Alex Turner: Also, it motivates the idea of not only why catastrophic events could happen through misalignment, but also why it seems really hard to write down objective functions that don’t have this property. Like it could be 50/50, but it doesn’t seem like 50/50. It seems like almost everything zero, or some very vanishingly small number of real-world objectives, that when competently maximized, would not lead to very bad things.

Alex Turner: And so earlier this summer, I had a result giving quantitative bounds. For every reward, for every utility function, the vast, vast majority of its permuted variants, “variants” of this objective will have these proxy incentives. So there might be like some very narrow target, and providing a formal motivation for that. And then lastly, one of my more ambitious goals that I have recently made a lot of headway on has been saying something about the kinds of cognition, or of decision-making processes under which we should expect this to hold. The paper talks about optimal policies, which is pretty unrealistic in real world settings.

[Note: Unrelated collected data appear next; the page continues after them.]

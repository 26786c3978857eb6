//! Repository sessions.
//!
//! This module owns the working copy the provider writes sealed secrets into.

mod branch;
mod config;
mod session;

pub use branch::BranchName;
pub use config::{Credentials, SessionConfig, SessionConfigBuilder};
pub use session::{CommitInfo, RepositorySession};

Alex Turner: And so there’s been, I think, a concern for a while. It’s like, “Well, will this tell us interesting things beyond optimal?” And the answer to that is basically yes, that it’s not just about optimality, but in some sense it’s about consequentialism and optimizing over outcomes that will lead to these kinds of qualitative tendencies. But again, that’s work isn’t up yet, so I don’t have anything to point to.

Daniel Filan: Yeah. So, one thing you said is that it motivates this idea that it might actually be quite likely that AI systems could have really bad consequences. When you say it motivates that… so, one thing it does is that it clarifies the conditions under which it holds. And maybe you can do some quantification of it, but also, I think a lot of people in the AI alignment community kind of already believe this anyway. I’m wondering, have there been any cases of people hearing this and then changing their mind about it? Like have there been cases where, yeah, this was the actual motivation of someone’s actual beliefs about AI alignment?

Alex Turner: Yeah, I think there might’ve been a handful of cases where there’s at least a significant shift, but maybe not any 0 to 100 shifts. I think, you know, it’s not the primary point of the paper to persuade people in alignment. Like I think we’re broadly in agreement. It actually could have turned out to be false, and under some narrow conditions, it is false that agents will tend to seek power. And I did get some pushback from some people in alignment who were like, “Well, I thought this was true.” And like, “So, I’m now suspicious of your model” or something. But I think it’s just there’s… naturally even very good philosophical arguments will often gloss over some things.

Alex Turner: And so I think we’re less persuading or convincing the alignment community of a new phenomenon here, and more setting up a chain of formal arguments. It’s like, “Look, what exactly is the source of risk?” If we agree that it’s so bad that you optimize expected utility, well, why should that be true on a formal level? And if so, where can we best interrupt the arguments for this holding? What things could avoid this?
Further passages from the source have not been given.